On the back of the building was what looked like an entrance. Some of the glass in the huge rotating door was shattered: a sour note in the pristine. A guard guided me to the proper entrance – I with a great many others, all dressed to the hilt, affluent looking. The central room, where the coat place was, is the actual old traffic tunnel under the center of the building with its huge brick arched roof. There were bright colored lights and in the distance was a stage where a band would play later. The walls of the tunnel were glassed and I looked into two huge atriums seen below. I walked through and looked at a crowd below. … I descended into the cocktail party, took a glass of red wine and started looking for anybody I knew. There were no name tags, which made the crowd anonymous to me, though a lot of people seemed to know one another. The crowd was young in my old eyes, extremely well dressed, and I noticed many people, men and women, were very tall, impressive-looking to me, being a short little guy. …

I was recognized by Marijn Schapelhouman, a curator in the department of prints. I have met him before several times. A slight friendly man who was there with his wife. Also I was introduced to Jacqueline de Raad, a young woman, curator of old drawings, and knowledgeable art historian – “You are famous here,” they told me. It seemed odd to hear in a gathering where I did not know anybody. Apparently it is my large 40” x 60” watercolors which impressed them. “We had to buy a special flat file just for them,” I was told. I then recognized Emily Eeerdmans, a smart, eccentric artist I went to school with at the academy. “You are here completely from America?” she said, surprised. …

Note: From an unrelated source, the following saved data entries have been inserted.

//! Paginated grid scraping with sentinel-based refresh detection.

use std::time::Duration;
use tracing::{debug, info, warn};

use crate::config::{GridSelectors, Timeouts, WmsConfig};
use crate::errors::{AutomationError, AutomationResult};
use crate::locator::WaitFor;
use crate::progress::Progress;
use crate::session::Session;
use crate::types::ScrapedRecord;
use crate::wait::poll_until;

/// What the scraper needs from a paginated list UI
#[allow(async_fn_in_trait)]
pub trait GridPage {
    /// Run the query that populates the grid
    async fn trigger_query(&self) -> AutomationResult<()>;

    /// Block until the loading indicator is hidden
    async fn wait_loading_gone(&self) -> AutomationResult<()>;

    /// Whether a loading indicator is showing right now
    async fn is_loading(&self) -> AutomationResult<bool>;

    /// Wait for at least one row; `false` means the page is empty
    async fn wait_for_rows(&self) -> AutomationResult<bool>;

    /// Text of the first row, `None` when there are no rows
    async fn first_row_text(&self) -> AutomationResult<Option<String>>;

    /// One result per row; a failed row does not fail the page
    async fn read_rows(&self) -> AutomationResult<Vec<AutomationResult<ScrapedRecord>>>;

    /// Next-page control exists and is enabled
    async fn has_next_page(&self) -> AutomationResult<bool>;

    async fn click_next(&self) -> AutomationResult<()>;
}

/// Why a scrape stopped
#[derive(Debug, Clone, Copy, PartialEq, Eq, serde::Serialize)]
#[serde(rename_all = "snake_case")]
pub enum ScrapeEnd {
    /// A page had no rows
    NoRows,
    /// Next-page control absent or disabled
    LastPage,
    /// Pagination never visibly refreshed
    RefreshTimeout,
}

#[derive(Debug, Clone, PartialEq, Eq, serde::Serialize)]
pub struct ScrapeOutcome {
    pub records: Vec<ScrapedRecord>,
    /// Pages whose rows were read
    pub pages: usize,
    pub skipped_rows: usize,
    pub ended_by: ScrapeEnd,
}

/// Drives a [`GridPage`] to exhaustion
pub struct GridScraper {
    page_refresh: Duration,
    poll_interval: Duration,
}

impl GridScraper {
    pub fn new(timeouts: &Timeouts) -> Self {
        Self {
            page_refresh: timeouts.page_refresh(),
            poll_interval: timeouts.poll_interval(),
        }
    }

    pub async fn scrape<P: GridPage>(
        &self,
        page: &P,
        progress: &Progress,
    ) -> AutomationResult<ScrapeOutcome> {
        page.trigger_query().await?;
        page.wait_loading_gone().await?;

        let mut records = Vec::new();
        let mut pages = 0;
        let mut skipped_rows = 0;

        let ended_by = loop {
            if !page.wait_for_rows().await? {
                debug!("No rows on page {}, stopping", pages + 1);
                break ScrapeEnd::NoRows;
            }

            let sentinel = page.first_row_text().await?;
            pages += 1;

            let mut kept = 0;
            for (index, row) in page.read_rows().await?.into_iter().enumerate() {
                match row {
                    Ok(record) if record.is_meaningful() => {
                        records.push(record);
                        kept += 1;
                    }
                    Ok(_) => {}
                    Err(e) => {
                        warn!("Skipping row {} on page {}: {}", index + 1, pages, e);
                        skipped_rows += 1;
                    }
                }
            }
            progress.say(format!("Page {}: {} rows (total {})", pages, kept, records.len()));

            if !page.has_next_page().await? {
                info!("Last page reached after {} page(s)", pages);
                break ScrapeEnd::LastPage;
            }

            page.click_next().await?;
            match self.wait_for_refresh(page, sentinel.as_deref()).await {
                Ok(()) => {}
                Err(e) if !e.is_fatal() => {
                    warn!("{}; keeping {} records", e, records.len());
                    progress.say("Next page did not load in time, stopping with partial data");
                    break ScrapeEnd::RefreshTimeout;
                }
                Err(e) => return Err(e),
            }
        };

        Ok(ScrapeOutcome {
            records,
            pages,
            skipped_rows,
            ended_by,
        })
    }

    /// Both the loading indicator is gone and the first row changed
    async fn wait_for_refresh<P: GridPage>(
        &self,
        page: &P,
        sentinel: Option<&str>,
    ) -> AutomationResult<()> {
        let refreshed = poll_until(self.page_refresh, self.poll_interval, move || async move {
            match page.is_loading().await {
                Ok(false) => {}
                _ => return None,
            }
            match page.first_row_text().await {
                Ok(current) if current.as_deref() != sentinel => Some(()),
                _ => None,
            }
        })
        .await;

        refreshed.ok_or(AutomationError::PageRefreshTimeout(self.page_refresh))
    }
}

/// A next-page control counts as disabled by property, class or ARIA state
pub fn control_disabled(enabled: bool, class: Option<&str>, aria_disabled: Option<&str>) -> bool {
    !enabled
        || class.is_some_and(|c| c.split_whitespace().any(|name| name == "disabled"))
        || aria_disabled == Some("true")
}

/// The WMS order grid
pub struct WmsGrid<'a> {
    session: &'a Session,
    selectors: &'a GridSelectors,
}

impl<'a> WmsGrid<'a> {
    pub fn new(session: &'a Session, selectors: &'a GridSelectors) -> Self {
        Self { session, selectors }
    }
}

impl GridPage for WmsGrid<'_> {
    async fn trigger_query(&self) -> AutomationResult<()> {
        let timeout = self.session.timeouts().element();
        self.session
            .click_locator(&self.selectors.query_button, timeout)
            .await
    }

    async fn wait_loading_gone(&self) -> AutomationResult<()> {
        let timeout = self.session.timeouts().page_refresh();
        self.session
            .wait_gone(&self.selectors.loading_indicator, timeout)
            .await
    }

    async fn is_loading(&self) -> AutomationResult<bool> {
        self.session.is_visible(&self.selectors.loading_indicator).await
    }

    async fn wait_for_rows(&self) -> AutomationResult<bool> {
        let timeout = self.session.timeouts().row_presence();
        match self
            .session
            .wait_for(&self.selectors.rows, WaitFor::Presence, timeout)
            .await
        {
            Ok(_) => Ok(true),
            Err(AutomationError::ElementNotFound(_)) => Ok(false),
            Err(e) => Err(e),
        }
    }

    async fn first_row_text(&self) -> AutomationResult<Option<String>> {
        match self.session.find_all(&self.selectors.first_row).await?.first() {
            Some(row) => Ok(Some(row.text().await?)),
            None => Ok(None),
        }
    }

    async fn read_rows(&self) -> AutomationResult<Vec<AutomationResult<ScrapedRecord>>> {
        let rows = self.session.find_all(&self.selectors.rows).await?;
        let mut results = Vec::with_capacity(rows.len());
        for row in &rows {
            results.push(self.read_row(row).await);
        }
        Ok(results)
    }

    async fn has_next_page(&self) -> AutomationResult<bool> {
        let Some(button) = self
            .session
            .find_all(&self.selectors.next_button)
            .await?
            .into_iter()
            .next()
        else {
            return Ok(false);
        };

        let enabled = button.is_enabled().await?;
        let class = button.attr("class").await?;
        let aria = button.attr("aria-disabled").await?;
        Ok(!control_disabled(enabled, class.as_deref(), aria.as_deref()))
    }

    async fn click_next(&self) -> AutomationResult<()> {
        let timeout = self.session.timeouts().element();
        let button = self
            .session
            .wait_for(&self.selectors.next_button, WaitFor::Presence, timeout)
            .await?;
        self.session.click(&button).await
    }
}

impl WmsGrid<'_> {
    async fn read_row(&self, row: &crate::session::Element) -> AutomationResult<ScrapedRecord> {
        let method = self
            .session
            .find_in(row, &self.selectors.method_cell)
            .await?
            .text()
            .await?;
        let input = self.session.find_in(row, &self.selectors.code_input).await?;
        let code = self.session.value_of(&input).await?;
        Ok(ScrapedRecord::new(method, code))
    }
}

/// Open the pickup view and switch to the picking-complete tab
pub async fn open_pickup_view(session: &Session, wms: &WmsConfig) -> AutomationResult<()> {
    let timeouts = session.timeouts();
    session
        .click_locator(&wms.pickup_link, timeouts.navigation())
        .await?;
    session
        .wait_for(&wms.default_tab, WaitFor::Visible, timeouts.navigation())
        .await?;
    session
        .click_locator(&wms.complete_tab, timeouts.element())
        .await?;
    debug!("Pickup view ready");
    Ok(())
}

#[cfg(test)]
#[path = "grid_test.rs"]
mod grid_test;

I took more pictures and promptly got lost. I had some kind of map; it was too confusing (conceptual) for my dense brain. I found my way back to the atriums and asked the way to the central area, the Honor Gallery, where “The Night Watch” hangs flanked by van der Helst and Hals.

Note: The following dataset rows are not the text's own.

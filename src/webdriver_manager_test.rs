#[cfg(test)]
mod tests {
    use super::super::*;

    #[test]
    fn test_command_exists() {
        #[cfg(unix)]
        {
            assert!(DriverManager::command_exists("ls"));
            assert!(!DriverManager::command_exists("nonexistent_command_12345"));
        }

        #[cfg(windows)]
        {
            assert!(DriverManager::command_exists("cmd"));
            assert!(!DriverManager::command_exists("nonexistent_command_12345"));
        }
    }

    #[test]
    fn test_find_free_port() {
        let port = DriverManager::find_free_port().unwrap();
        assert!(port > 0);
        assert!(!DriverManager::is_port_in_use(port));
    }

    #[test]
    fn test_is_port_in_use() {
        // Port 0 asks the OS for any port, so binding always works
        assert!(!DriverManager::is_port_in_use(0));

        let listener = std::net::TcpListener::bind("127.0.0.1:0").unwrap();
        let port = listener.local_addr().unwrap().port();
        assert!(DriverManager::is_port_in_use(port));
    }

    #[tokio::test]
    async fn test_dead_url_is_not_ready() {
        assert!(!DriverManager::is_driver_ready("http://localhost:65432").await);
    }

    #[tokio::test]
    async fn test_external_url_not_spawned() {
        let manager = DriverManager::new();
        let result = manager.ensure_driver(Some("http://localhost:65431")).await;
        assert!(result.is_err());
        assert_eq!(manager.managed_count(), 0);
    }

    #[test]
    fn test_stop_all_empty() {
        let manager = DriverManager::new();
        manager.stop_all();
        assert_eq!(manager.managed_count(), 0);
    }
}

What the architects have done (is) clean out the museum, take down all walls and additions put in since it was built in the 19th century by [original architect Pierre] Cuypers, scrape out the walls, and either restore or repaint all delicate ornamentation – in the large hall in front of the Honor Gallery all former books and card stands, benches, and built-ins have been taken out and the original painted wall-coverings, which had been rolled up and kept, were re-applied to the walls again. Now one can clearly admire the elaborate mosaics in the vast floor.

Floor mosaics, reinvigorated. Photo: Henk Pander

Floor mosaics, reinvigorated. Photo: Henk Pander

 

16 APRIL 2013, AMSTERDAM

Yesterday I bicycled back to the Rijksmuseum. I took the Canon with the wide angle. I joined the large crowd visiting the place. I took a great many photos of the interior spaces and of individual paintings. I started with the Middle Ages. The rooms were low and the ceilings arched, the walls painted a deep grey. As I have suspected the lighting in the museum is done with LED lighting systems, and the colours in each one are exquisite. They are exhibited quite low and one can get very close to them. … The lighting, the combination of the works, many of them like old friends, was absolutely beautiful. I was nearly moved to tears. … I revisited many rooms I had been at the opening night last week and rephotographed a lot of the work.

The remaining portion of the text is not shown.